The act of-January, 1851, as has been shown, not only provided for the reclamation of the swamp and overflowed lands, but also provided for their sale, as a means necessary to accomplish that end, and made it the duty of the commissioners to fix the price at which they should be sold. Up to this time, the State had made no provision for the reclamation of her swamp and overflowed lands; they had been but recently donated to her by the government of the United States, upon trust, that she would appropriate the proceeds of their sale, or the lands in kind, as far as might be required, to their reclamation, by the construction of the necessary levees and drains. The State was interested in the faithful execution of the trust which she had accepted. The reclamation of the lands would enhance their value, and superinduce the settlement and improvement of the vast districts of country in which they were situated; and would ultimately be to her, a fruitful source of revenue and general prosperity. Considerations of this character, it is reasonable to suppose, had much weight with the State, and induced her to make what must be regarded as a standing offer to sell her lands. The State said, in legal effect, that she would sell, for cash or labor performed, swamp and overflowed lairds, at such price as her agents (the swamp land commissioners) might fix upon them, and, as an inducement to purchasers, would exempt them from taxation for ten years, or until they were reclaimed. Persons relying on the good faith of the State, purchased the lands upon the terms proposed. Now, what did6they get as a consideration for their money or labor? Did they get lands merely? The answer is obvious: — they not only got lands, but, with them, the solemn undertaking of the State that they should be exempt from taxation for the period specified in the act. The argument that this was not a contract, but was a mere inducement held out by the State, is not easily understood, for it may be affirmed, of every contract, that the party offering to make it, held out an inducement to the party who accepted it. Whether the State sold her swamp and overflowed lands too low, or whether the disposition made of them was wise or unwise, are matters which we are not permitted to consider.

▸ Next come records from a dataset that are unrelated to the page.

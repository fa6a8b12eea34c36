//! Object materialization.
//!
//! The generator never touches a scene graph itself: it asks a
//! caller-supplied [`Materializer`] to instantiate or destroy objects
//! and only keeps opaque handles. World mapping is cell-centered:
//! grid `(x, y)` lands at `(x*tile + tile/2, 0, y*tile + tile/2)`.

use hashbrown::HashMap;
use serde::{Deserialize, Serialize};

use crate::board::Board;
use crate::registry::RoomRegistry;
use crate::{Cell, GenRng};

/// What kind of object a handle refers to.
#[derive(Debug, Clone, Copy, PartialEq, Eq, Hash, Serialize, Deserialize)]
pub enum ObjectKind {
    Room,
    CorridorTile,
    Marker,
}

/// Opaque identity of a materialized object.
#[derive(Debug, Clone, Copy, PartialEq, Eq, Hash, Serialize, Deserialize)]
pub struct ObjectHandle(pub u64);

/// World-space placement for a materialized object.
#[derive(Debug, Clone, Copy, PartialEq, Serialize, Deserialize)]
pub struct Transform {
    /// World position (x, y, z); the board plane is xz.
    pub position: [f32; 3],
    /// Rotation around the world y axis, degrees.
    pub yaw_degrees: f32,
    /// Per-axis scale.
    pub scale: [f32; 3],
}

impl Transform {
    /// Identity scale and rotation at a position.
    pub fn at(position: [f32; 3]) -> Self {
        Self {
            position,
            yaw_degrees: 0.0,
            scale: [1.0, 1.0, 1.0],
        }
    }
}

/// External collaborator that owns the actual scene objects.
///
/// `destroy` must tolerate handles that are already gone; the index is
/// rebuilt wholesale rather than diffed, so stale handles can outlive
/// their objects briefly.
pub trait Materializer {
    /// Create an object and return its handle.
    fn instantiate(&mut self, kind: ObjectKind, transform: Transform) -> ObjectHandle;

    /// Release an object.
    fn destroy(&mut self, handle: ObjectHandle);

    /// True while the object behind the handle exists.
    fn is_alive(&self, handle: ObjectHandle) -> bool;
}

/// In-memory materializer for tests and headless runs: records every
/// instantiation and tracks liveness.
#[derive(Debug, Default, Clone)]
pub struct RecordingMaterializer {
    next_id: u64,
    live: HashMap<ObjectHandle, (ObjectKind, Transform)>,
}

impl RecordingMaterializer {
    pub fn new() -> Self {
        Self::default()
    }

    /// Number of live objects of a kind.
    pub fn live_count(&self, kind: ObjectKind) -> usize {
        self.live.values().filter(|(k, _)| *k == kind).count()
    }

    /// Transform of a live object.
    pub fn transform(&self, handle: ObjectHandle) -> Option<&Transform> {
        self.live.get(&handle).map(|(_, t)| t)
    }
}

impl Materializer for RecordingMaterializer {
    fn instantiate(&mut self, kind: ObjectKind, transform: Transform) -> ObjectHandle {
        self.next_id += 1;
        let handle = ObjectHandle(self.next_id);
        self.live.insert(handle, (kind, transform));
        handle
    }

    fn destroy(&mut self, handle: ObjectHandle) {
        self.live.remove(&handle);
    }

    fn is_alive(&self, handle: ObjectHandle) -> bool {
        self.live.contains_key(&handle)
    }
}

/// World position of a cell's center on the board plane.
pub fn cell_to_world(cell: Cell, tile_size: f32) -> [f32; 3] {
    [
        cell.0 as f32 * tile_size + tile_size / 2.0,
        0.0,
        cell.1 as f32 * tile_size + tile_size / 2.0,
    ]
}

/// Transform for a placed room: positioned at the footprint's world
/// center, scaled to cover `size x size` tiles (y untouched).
pub fn room_transform(position: Cell, size: (i32, i32), tile_size: f32) -> Transform {
    Transform {
        position: [
            position.0 as f32 * tile_size + size.0 as f32 * tile_size / 2.0,
            0.0,
            position.1 as f32 * tile_size + size.1 as f32 * tile_size / 2.0,
        ],
        yaw_degrees: 0.0,
        scale: [size.0 as f32 * tile_size, 1.0, size.1 as f32 * tile_size],
    }
}

/// Emit one corridor-tile object per carved cell outside any room.
/// Returns the handles with their cells, in board walk order.
pub fn spawn_corridors(
    board: &Board,
    registry: &RoomRegistry,
    tile_size: f32,
    materializer: &mut impl Materializer,
) -> Vec<(ObjectHandle, Cell)> {
    let mut handles = Vec::new();
    for cell in board.carved_cells() {
        if registry.is_room_tile(cell) {
            continue;
        }
        let transform = Transform::at(cell_to_world(cell, tile_size));
        handles.push((
            materializer.instantiate(ObjectKind::CorridorTile, transform),
            cell,
        ));
    }
    handles
}

/// Scatter markers over a random subset of carved tiles.
///
/// Emits `min(marker_count, carved tiles)` markers, each with a random
/// yaw drawn from the generator stream so the layout stays reproducible.
/// Returns the handles with their cells.
pub fn spawn_markers(
    board: &Board,
    marker_count: usize,
    tile_size: f32,
    rng: &mut GenRng,
    materializer: &mut impl Materializer,
) -> Vec<(ObjectHandle, Cell)> {
    let mut tiles = board.carved_cells();
    rng.shuffle(&mut tiles);
    let count = marker_count.min(tiles.len());

    let mut handles = Vec::with_capacity(count);
    for &cell in tiles.iter().take(count) {
        let mut position = cell_to_world(cell, tile_size);
        position[1] = 0.5;
        let transform = Transform {
            position,
            yaw_degrees: rng.uniform(360.0),
            scale: [1.0, 1.0, 1.0],
        };
        handles.push((materializer.instantiate(ObjectKind::Marker, transform), cell));
    }
    handles
}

But it is insisted that the terms of the offer, made by the State and accepted by the purchasers, are so vague and uncertain that no definite meaning can be attached to them; and it is asked, when does the exemption begin, and how long does it last?

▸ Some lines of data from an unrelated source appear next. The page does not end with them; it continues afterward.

//! Transports that deliver assembled messages.

mod array;
mod log;

pub use array::{ArrayTransport, SentMessage};
pub use log::LogTransport;

use crate::error::DeliveryError;
use crate::message::MailMessage;

/// Delivers a message synchronously.
pub trait Transport: Send + Sync {
    /// Sends `message`, rendered for `locale` when one is given.
    ///
    /// # Errors
    ///
    /// Returns an error if the message cannot be delivered.
    fn send(&self, message: &MailMessage, locale: Option<&str>) -> Result<(), DeliveryError>;
}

We concede, that there is some ambiguity in the phraseology of the 14th section of the act as to the duration, but not as to the existence, of the exemption; and the settled rule of construction is, that privileges and exemptions, granted by the State, are strictly construed; that any ambiguity in the terms of the grant must operate against the grantee, and in favor of the public; and that nothing passes which is not clearly and explicitly granted. Southbridge Canal vs. Wheely, 2 Barn. & Adol. 793; Ohio Life Ins. & Trust Co. vs. Debolt, 16 How. 435; Ohio Bank vs. Knoop, Ib. 388.

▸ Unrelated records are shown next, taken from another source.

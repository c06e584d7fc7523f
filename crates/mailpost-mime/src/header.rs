//! MIME header handling.

use crate::encoding::encode_rfc2047;
use crate::error::{Error, Result};
use std::fmt;

/// Ordered collection of email headers.
///
/// Headers are written in insertion order with names exactly as given.
/// Lookups are case-insensitive.
#[derive(Debug, Clone, Default, PartialEq, Eq)]
pub struct Headers {
    headers: Vec<(String, String)>,
}

impl Headers {
    /// Creates a new empty header collection.
    #[must_use]
    pub fn new() -> Self {
        Self::default()
    }

    /// Adds a header value.
    ///
    /// # Errors
    ///
    /// Returns an error if the name is not a valid field name or the value
    /// contains a line break.
    pub fn add(&mut self, name: impl Into<String>, value: impl Into<String>) -> Result<()> {
        let name = name.into();
        let value = value.into();
        validate(&name, &value)?;
        self.headers.push((name, value));
        Ok(())
    }

    /// Adds a header with an unstructured value, RFC 2047 encoding it if needed.
    ///
    /// # Errors
    ///
    /// Returns an error if the name is not a valid field name.
    pub fn add_text(&mut self, name: impl Into<String>, value: &str) -> Result<()> {
        let single_line = value.replace(['\r', '\n'], " ");
        self.add(name, encode_rfc2047(&single_line, "utf-8"))
    }

    /// Sets a header value, replacing any existing values.
    ///
    /// # Errors
    ///
    /// Returns an error under the same conditions as [`Headers::add`].
    pub fn set(&mut self, name: impl Into<String>, value: impl Into<String>) -> Result<()> {
        let name = name.into();
        self.remove(&name);
        self.add(name, value)
    }

    /// Gets the first value for a header.
    #[must_use]
    pub fn get(&self, name: &str) -> Option<&str> {
        self.headers
            .iter()
            .find(|(n, _)| n.eq_ignore_ascii_case(name))
            .map(|(_, v)| v.as_str())
    }

    /// Gets all values for a header.
    #[must_use]
    pub fn get_all(&self, name: &str) -> Vec<&str> {
        self.headers
            .iter()
            .filter(|(n, _)| n.eq_ignore_ascii_case(name))
            .map(|(_, v)| v.as_str())
            .collect()
    }

    /// Removes all values for a header.
    pub fn remove(&mut self, name: &str) {
        self.headers.retain(|(n, _)| !n.eq_ignore_ascii_case(name));
    }

    /// Returns true if no headers are present.
    #[must_use]
    pub fn is_empty(&self) -> bool {
        self.headers.is_empty()
    }

    /// Returns an iterator over all headers in insertion order.
    pub fn iter(&self) -> impl Iterator<Item = (&str, &str)> {
        self.headers.iter().map(|(n, v)| (n.as_str(), v.as_str()))
    }
}

fn validate(name: &str, value: &str) -> Result<()> {
    if name.is_empty() || !name.bytes().all(|b| b.is_ascii_graphic() && b != b':') {
        return Err(Error::InvalidHeader(format!("Invalid header name: {name:?}")));
    }
    if value.contains(['\r', '\n']) {
        return Err(Error::InvalidHeader(format!(
            "Line break in value of {name}"
        )));
    }
    Ok(())
}

impl fmt::Display for Headers {
    fn fmt(&self, f: &mut fmt::Formatter<'_>) -> fmt::Result {
        for (name, value) in &self.headers {
            write!(f, "{name}: {value}\r\n")?;
        }
        Ok(())
    }
}

#[cfg(test)]
#[allow(
    clippy::unwrap_used,
    clippy::redundant_clone,
    clippy::manual_string_new,
    clippy::needless_collect,
    clippy::unreadable_literal,
    clippy::used_underscore_items,
    clippy::similar_names
)]
mod tests {
    use super::*;

    #[test]
    fn test_headers_add_get() {
        let mut headers = Headers::new();
        headers.add("content-type", "text/plain").unwrap();
        assert_eq!(headers.get("Content-Type"), Some("text/plain"));
        assert_eq!(headers.get("CONTENT-TYPE"), Some("text/plain"));
    }

    #[test]
    fn test_headers_keep_name_casing() {
        let mut headers = Headers::new();
        headers.add("X-MyHeader", "v").unwrap();
        headers.add("x-lower", "w").unwrap();
        assert_eq!(headers.to_string(), "X-MyHeader: v\r\nx-lower: w\r\n");
        assert_eq!(headers.get("x-myheader"), Some("v"));
    }

    #[test]
    fn test_headers_set_replaces() {
        let mut headers = Headers::new();
        headers.add("To", "alice@example.com").unwrap();
        headers.add("To", "bob@example.com").unwrap();
        assert_eq!(headers.get_all("To").len(), 2);

        headers.set("To", "charlie@example.com").unwrap();
        assert_eq!(headers.get_all("to"), vec!["charlie@example.com"]);
    }

    #[test]
    fn test_headers_remove() {
        let mut headers = Headers::new();
        headers.add("Subject", "Test").unwrap();
        headers.remove("subject");
        assert!(headers.is_empty());
    }

    #[test]
    fn test_headers_reject_injection() {
        let mut headers = Headers::new();
        assert!(headers.add("X-Tag", "a\r\nBcc: evil@example.com").is_err());
        assert!(headers.add("Bad Name", "value").is_err());
        assert!(headers.add("", "value").is_err());
    }

    #[test]
    fn test_headers_add_text_encodes() {
        let mut headers = Headers::new();
        headers.add_text("Subject", "Héllo").unwrap();
        assert_eq!(headers.get("Subject"), Some("=?utf-8?B?SMOpbGxv?="));
    }

    #[test]
    fn test_headers_display_keeps_order() {
        let mut headers = Headers::new();
        headers.add("To", "recipient@example.com").unwrap();
        headers.add("From", "sender@example.com").unwrap();
        headers.add("Message-ID", "<1@example.com>").unwrap();

        assert_eq!(
            headers.to_string(),
            "To: recipient@example.com\r\nFrom: sender@example.com\r\nMessage-ID: <1@example.com>\r\n"
        );
    }
}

The language, out "of which the ambiguity arises, is, “that the swamp and overflowed lands shall be exempt from taxation for the term of ten years, or until said lands are reclaimed.” That the exemption begins at the date of the purchase from the State, and continues for ten years, if the lands are not sooner reclaimed, and if they are, ceases upon their l’eclamation; and, in no event, exceeds ten years, no matter whether reclaimed or not, we hold to be clear and explicit; because, without doing violence to the plain meaning of words, a shorter period cannot be fixed, but owing to ambiguity, it is doubtful whether a longer one could be. Here the rule of construction, above laid down, applies, and limits the exemption to the shorter period. In this connection, it becomes necessary to ascertain what is meant by the term “ reclaimed,” and, to do so, we must look to the subject matter of the act in which it was used.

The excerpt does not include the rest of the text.